(Collected data)

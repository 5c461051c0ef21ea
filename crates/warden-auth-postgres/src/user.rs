//! User directory storage.
//!
//! Backs the admin listing, statistics and status routes. Soft-deleted rows
//! (`deleted_at IS NOT NULL`) are invisible to every query.

use std::sync::Arc;

use async_trait::async_trait;
use sqlx_core::query_as::query_as;
use sqlx_core::query_scalar::query_scalar;
use time::OffsetDateTime;
use warden_auth::storage::{
    GrowthStats, SortOrder, User, UserDirectory, UserPage, UserQuery, UserSortField, UserStats,
    UserStatus, percentage_growth,
};
use warden_auth::AuthResult;

use crate::{PgPool, StorageError, StorageResult};

const USER_COLUMNS: &str = "id, first_name, last_name, email, phone, role, status, \
     is_email_verified, last_login_at, last_active_at, created_at, updated_at";

type UserTuple = (
    String,
    String,
    String,
    String,
    Option<String>,
    String,
    String,
    bool,
    Option<OffsetDateTime>,
    Option<OffsetDateTime>,
    OffsetDateTime,
    OffsetDateTime,
);

fn user_from_tuple(row: UserTuple) -> StorageResult<User> {
    let status = row
        .6
        .parse::<UserStatus>()
        .map_err(|e| StorageError::invalid_input(format!("user {}: {e}", row.0)))?;
    Ok(User {
        id: row.0,
        first_name: row.1,
        last_name: row.2,
        email: row.3,
        phone: row.4,
        role: row.5,
        status,
        is_email_verified: row.7,
        last_login_at: row.8,
        last_active_at: row.9,
        created_at: row.10,
        updated_at: row.11,
    })
}

// =============================================================================
// Query Building
// =============================================================================

/// WHERE clause and its positional arguments for a listing query.
#[derive(Debug, Default, PartialEq, Eq)]
struct UserFilter {
    clause: String,
    args: Vec<String>,
}

impl UserFilter {
    fn from_query(query: &UserQuery) -> Self {
        let mut conditions = vec!["deleted_at IS NULL".to_string()];
        let mut args = Vec::new();

        if let Some(role) = &query.role {
            args.push(role.clone());
            conditions.push(format!("role = ${}", args.len()));
        }
        if let Some(status) = query.status {
            args.push(status.as_str().to_string());
            conditions.push(format!("status = ${}", args.len()));
        }
        if let Some(search) = &query.search {
            args.push(format!("%{}%", escape_like(search)));
            let n = args.len();
            conditions.push(format!(
                "(first_name ILIKE ${n} OR last_name ILIKE ${n} OR email ILIKE ${n})"
            ));
        }

        Self {
            clause: conditions.join(" AND "),
            args,
        }
    }
}

/// Escapes LIKE wildcards so the search term matches literally.
fn escape_like(term: &str) -> String {
    let mut out = String::with_capacity(term.len());
    for c in term.chars() {
        if matches!(c, '\\' | '%' | '_') {
            out.push('\\');
        }
        out.push(c);
    }
    out
}

fn order_clause(field: UserSortField, order: SortOrder) -> String {
    let column = match field {
        UserSortField::CreatedAt => "created_at",
        UserSortField::Email => "email",
        UserSortField::FirstName => "first_name",
        UserSortField::LastName => "last_name",
        UserSortField::LastActiveAt => "last_active_at",
    };
    let direction = match order {
        SortOrder::Asc => "ASC",
        SortOrder::Desc => "DESC",
    };
    // Tie-break on id so pages are stable.
    format!("{column} {direction} NULLS LAST, id ASC")
}

// =============================================================================
// User Storage
// =============================================================================

/// User storage operations.
pub struct UserStorage<'a> {
    pool: &'a PgPool,
}

impl<'a> UserStorage<'a> {
    /// Create a new user storage with a connection pool reference.
    #[must_use]
    pub fn new(pool: &'a PgPool) -> Self {
        Self { pool }
    }

    /// Count users matching the query filters.
    ///
    /// # Errors
    ///
    /// Returns an error if the database query fails.
    pub async fn count(&self, query: &UserQuery) -> StorageResult<i64> {
        let filter = UserFilter::from_query(query);
        let sql = format!("SELECT COUNT(*) FROM users WHERE {}", filter.clause);

        let mut count = query_scalar::<_, i64>(&sql);
        for arg in &filter.args {
            count = count.bind(arg.clone());
        }
        Ok(count.fetch_one(self.pool).await?)
    }

    /// Fetch one page of users.
    ///
    /// # Errors
    ///
    /// Returns an error if the database query fails or a row holds an
    /// unknown status.
    pub async fn find_page(&self, query: &UserQuery) -> StorageResult<Vec<User>> {
        let filter = UserFilter::from_query(query);
        let n = filter.args.len();
        let sql = format!(
            "SELECT {USER_COLUMNS} FROM users WHERE {} ORDER BY {} LIMIT ${} OFFSET ${}",
            filter.clause,
            order_clause(query.sort_by, query.sort_order),
            n + 1,
            n + 2,
        );

        let mut rows = query_as::<_, UserTuple>(&sql);
        for arg in &filter.args {
            rows = rows.bind(arg.clone());
        }
        let rows = rows
            .bind(i64::from(query.limit))
            .bind(i64::try_from(query.offset()).unwrap_or(i64::MAX))
            .fetch_all(self.pool)
            .await?;

        rows.into_iter().map(user_from_tuple).collect()
    }

    /// Aggregate counts over all visible users.
    ///
    /// The previous-period figures cover users created before the start of
    /// the current month.
    ///
    /// # Errors
    ///
    /// Returns an error if the database query fails.
    pub async fn stats(&self) -> StorageResult<UserStats> {
        let row: (i64, i64, i64, i64, i64, i64, i64, i64, i64, i64, i64) = query_as(
            r#"
            WITH bounds AS (SELECT date_trunc('month', NOW()) AS month_start)
            SELECT
                COUNT(*),
                COUNT(*) FILTER (WHERE status = 'active'),
                COUNT(*) FILTER (WHERE status = 'inactive'),
                COUNT(*) FILTER (WHERE status = 'suspended'),
                COUNT(*) FILTER (WHERE role = 'executor'),
                COUNT(*) FILTER (WHERE role = 'client'),
                COUNT(*) FILTER (WHERE created_at >= bounds.month_start),
                COUNT(*) FILTER (WHERE created_at < bounds.month_start),
                COUNT(*) FILTER (WHERE created_at < bounds.month_start AND status = 'active'),
                COUNT(*) FILTER (WHERE created_at < bounds.month_start AND role = 'executor'),
                COUNT(*) FILTER (WHERE created_at < bounds.month_start AND role = 'client')
            FROM users, bounds
            WHERE deleted_at IS NULL
            "#,
        )
        .fetch_one(self.pool)
        .await?;

        let (total, active, inactive, suspended, specialists, clients, new_this_month) =
            (row.0, row.1, row.2, row.3, row.4, row.5, row.6);
        let (prev_total, prev_active, prev_specialists, prev_clients) =
            (row.7, row.8, row.9, row.10);

        Ok(UserStats {
            total,
            active,
            inactive,
            specialists,
            clients,
            suspended,
            new_this_month,
            growth: GrowthStats {
                total: percentage_growth(prev_total, total),
                active: percentage_growth(prev_active, active),
                specialists: percentage_growth(prev_specialists, specialists),
                clients: percentage_growth(prev_clients, clients),
            },
        })
    }

    /// Set a user's status, returning the updated row.
    ///
    /// # Errors
    ///
    /// Returns an error if the database update fails.
    pub async fn set_status(&self, user_id: &str, status: UserStatus) -> StorageResult<Option<User>> {
        let sql = format!(
            "UPDATE users SET status = $2, updated_at = NOW() \
             WHERE id = $1 AND deleted_at IS NULL RETURNING {USER_COLUMNS}"
        );
        let row: Option<UserTuple> = query_as(&sql)
            .bind(user_id)
            .bind(status.as_str())
            .fetch_optional(self.pool)
            .await?;

        row.map(user_from_tuple).transpose()
    }
}

// =============================================================================
// UserDirectory Implementation
// =============================================================================

/// PostgreSQL implementation of the admin user directory.
#[derive(Debug, Clone)]
pub struct PostgresUserDirectory {
    pool: Arc<PgPool>,
}

impl PostgresUserDirectory {
    /// Create a new directory over a shared pool.
    #[must_use]
    pub fn new(pool: Arc<PgPool>) -> Self {
        Self { pool }
    }

    fn storage(&self) -> UserStorage<'_> {
        UserStorage::new(&self.pool)
    }
}

#[async_trait]
impl UserDirectory for PostgresUserDirectory {
    async fn list(&self, query: &UserQuery) -> AuthResult<UserPage> {
        let storage = self.storage();
        let total_count = storage
            .count(query)
            .await
            .map_err(StorageError::into_auth_error)?;
        let users = storage
            .find_page(query)
            .await
            .map_err(StorageError::into_auth_error)?;

        tracing::debug!(
            count = users.len(),
            total = total_count,
            page = query.page,
            limit = query.limit,
            "Retrieved users"
        );
        Ok(UserPage::new(users, total_count, query))
    }

    async fn stats(&self) -> AuthResult<UserStats> {
        self.storage()
            .stats()
            .await
            .map_err(StorageError::into_auth_error)
    }

    async fn set_status(&self, user_id: &str, status: UserStatus) -> AuthResult<Option<User>> {
        let user = self
            .storage()
            .set_status(user_id, status)
            .await
            .map_err(StorageError::into_auth_error)?;
        if user.is_some() {
            tracing::info!(user_id = %user_id, status = %status, "User status updated");
        }
        Ok(user)
    }
}

#[cfg(test)]
mod tests {
    use super::*;

    #[test]
    fn test_filter_without_criteria() {
        let filter = UserFilter::from_query(&UserQuery::default());
        assert_eq!(filter.clause, "deleted_at IS NULL");
        assert!(filter.args.is_empty());
    }

    #[test]
    fn test_filter_numbers_arguments_in_order() {
        let query = UserQuery::from_raw(
            1,
            20,
            Some("client"),
            Some("suspended"),
            Some("ann"),
            None,
            None,
        )
        .unwrap();
        let filter = UserFilter::from_query(&query);

        assert_eq!(
            filter.clause,
            "deleted_at IS NULL AND role = $1 AND status = $2 AND \
             (first_name ILIKE $3 OR last_name ILIKE $3 OR email ILIKE $3)"
        );
        assert_eq!(filter.args, vec!["client", "suspended", "%ann%"]);
    }

    #[test]
    fn test_search_escapes_wildcards() {
        assert_eq!(escape_like("50%_off\\"), "50\\%\\_off\\\\");
        assert_eq!(escape_like("plain"), "plain");
    }

    #[test]
    fn test_order_clause() {
        assert_eq!(
            order_clause(UserSortField::CreatedAt, SortOrder::Desc),
            "created_at DESC NULLS LAST, id ASC"
        );
        assert_eq!(
            order_clause(UserSortField::LastActiveAt, SortOrder::Asc),
            "last_active_at ASC NULLS LAST, id ASC"
        );
    }

    #[test]
    fn test_user_from_tuple_rejects_unknown_status() {
        let now = OffsetDateTime::now_utc();
        let row: UserTuple = (
            "u1".into(),
            "Ann".into(),
            "Lee".into(),
            "ann@example.com".into(),
            None,
            "client".into(),
            "banned".into(),
            true,
            None,
            None,
            now,
            now,
        );
        let err = user_from_tuple(row).unwrap_err();
        assert!(err.is_client_error());
    }
}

TASK BRIEF:
How many lines in the records above contain the word "Returns"? Reply with the number and nothing more.

SOLVED EXERCISE:
4